**PROMPT**
Report each line of the records below that holds the word "module".

━━━━━ RECORD EXTRACTS

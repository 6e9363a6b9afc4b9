//! Prelude module for convenient imports.
//!
//! This module re-exports the most commonly used types for easy glob
//! importing:
//!
//! ```ignore
//! use izzi::prelude::*;
//! ```

pub use crate::{
    Body, CacheStore, Client, ClientConfig, DecodeCause, Error, MemoryCache, Method,
    RequestOptions, Result, StatusCode,
};
pub use serde::{Deserialize, Serialize};
pub use std::time::Duration;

━━━━━━━━━━

**EXERCISE RESPONSE**
//! Prelude module for convenient imports.
//! This module re-exports the most commonly used types for easy glob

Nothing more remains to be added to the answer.